Il a tourné les talons et ils sont partis tous les deux, me laissant seul, seul avec mon silence. Je pense que dans la tête d’un homme normal, il doit y avoir du bruit, des souvenirs, des projets. Dans ma tête, il n’y a rien. Je suis comme une page blanche, et je ne sais pas quoi écrire dessus.
Me voir ! Il faut que je trouve le moyen de me voir en face. Bouger ! Est-ce que je peux bouger. Je déplace doucement ma main jusqu’à toucher mon
ventre. Je n’ai pas de douleur. Par petites touches, je découvre ce corps que je ne
connais plus. Je suis mince, peut être un peu de gras sur le ventre. Mon torse est couvert de poils. Je baisse les yeux et je vois ma main. C’est une grande main, avec de longs doigts de pianiste.
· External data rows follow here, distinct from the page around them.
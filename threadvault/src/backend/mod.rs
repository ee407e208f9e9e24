//! Backends: search index endpoints with failover, and the relational store
//! used as last resort for exact-id lookups.

pub mod elasticsearch;
pub mod executor;
pub mod health;
pub mod relational;

pub use elasticsearch::ElasticsearchClient;
pub use executor::BackendExecutor;
pub use health::{EndpointState, HealthConfig, HealthRegistry};
pub use relational::SqliteStore;

use crate::error::Result;
use crate::query::request::{BackendRequest, ExactLookup};
use async_trait::async_trait;
use serde::{Deserialize, Serialize};
use serde_json::{Map, Value};
use std::collections::BTreeMap;
use std::fmt;

/// One configured search index endpoint
#[derive(Debug, Clone, PartialEq, Eq, Serialize, Deserialize)]
pub struct Endpoint {
    pub name: String,
    pub url: String,
}

impl Endpoint {
    pub fn new(name: impl Into<String>, url: impl Into<String>) -> Self {
        Self {
            name: name.into(),
            url: url.into(),
        }
    }
}

impl fmt::Display for Endpoint {
    fn fmt(&self, f: &mut fmt::Formatter<'_>) -> fmt::Result {
        write!(f, "{} ({})", self.name, self.url)
    }
}

#[derive(Debug, Clone, Copy, Default, PartialEq, Eq, Serialize, Deserialize)]
#[serde(rename_all = "snake_case")]
pub enum TotalRelation {
    #[default]
    Exact,
    LowerBound,
}

#[derive(Debug, Clone, PartialEq, Serialize, Deserialize)]
pub struct RawHit {
    /// Numeric record id
    pub id: u64,
    pub source: Map<String, Value>,
}

#[derive(Debug, Clone, PartialEq, Serialize, Deserialize)]
pub struct RawBucket {
    pub key: Value,
    pub doc_count: u64,
}

/// Backend response before normalization
#[derive(Debug, Clone, Default, PartialEq, Serialize, Deserialize)]
pub struct RawResponse {
    pub took_ms: u64,
    pub total: u64,
    pub total_relation: TotalRelation,
    pub hits: Vec<RawHit>,
    /// Buckets per aggregation name, in the order the backend returned them
    pub aggregations: BTreeMap<String, Vec<RawBucket>>,
    /// Endpoint name, or `relational`; filled in by the executor
    pub backend_used: String,
}

/// Search index protocol client.
///
/// `search` reports timeouts, connection failures and 5xx answers as
/// [`Error::BackendTransient`](crate::Error::BackendTransient); any other
/// error aborts the request without failover.
#[async_trait]
pub trait SearchIndexClient: Send + Sync {
    async fn search(&self, endpoint: &Endpoint, request: &BackendRequest) -> Result<RawResponse>;

    async fn probe(&self, endpoint: &Endpoint) -> bool;
}

/// Parameterized queries the relational store knows how to answer
#[derive(Debug, Clone, Copy, PartialEq, Eq, Serialize, Deserialize)]
#[serde(rename_all = "snake_case")]
pub enum RelationalTemplate {
    CommentsByIds,
    SubmissionsByIds,
    CommentIdsBySubmission,
}

impl RelationalTemplate {
    pub fn as_str(&self) -> &'static str {
        match self {
            RelationalTemplate::CommentsByIds => "comments_by_ids",
            RelationalTemplate::SubmissionsByIds => "submissions_by_ids",
            RelationalTemplate::CommentIdsBySubmission => "comment_ids_by_submission",
        }
    }

    /// Template and bind parameters answering `lookup`
    pub fn for_lookup(lookup: &ExactLookup) -> (Self, Vec<u64>) {
        match lookup {
            ExactLookup::Comments(ids) => (RelationalTemplate::CommentsByIds, ids.clone()),
            ExactLookup::Submissions(ids) => (RelationalTemplate::SubmissionsByIds, ids.clone()),
            ExactLookup::CommentIds(link_id) => {
                (RelationalTemplate::CommentIdsBySubmission, vec![*link_id])
            }
        }
    }
}

/// A row is a JSON object carrying at least a numeric `id`
pub type Row = Map<String, Value>;

#[async_trait]
pub trait RelationalStore: Send + Sync {
    async fn query(&self, template: RelationalTemplate, params: &[u64]) -> Result<Vec<Row>>;
}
De pianiste ? Comment est-ce que je peux savoir ça ? Comment est-ce que je peux faire cette sorte de
comparaison et ne pas savoir qui je suis et ce que je fais ici. Il y a une barbe dure sur mon visage, je dois être ici
depuis plusieurs jours. On doit me chercher ! Qui ! Quelque part, quelqu’un doit me chercher. Si encore je savais où je suis. Je ne semble pas blessé, il n’y a ni tuyau relié à mon
corps, ni douleur sur toutes les surfaces que j’ai pu toucher.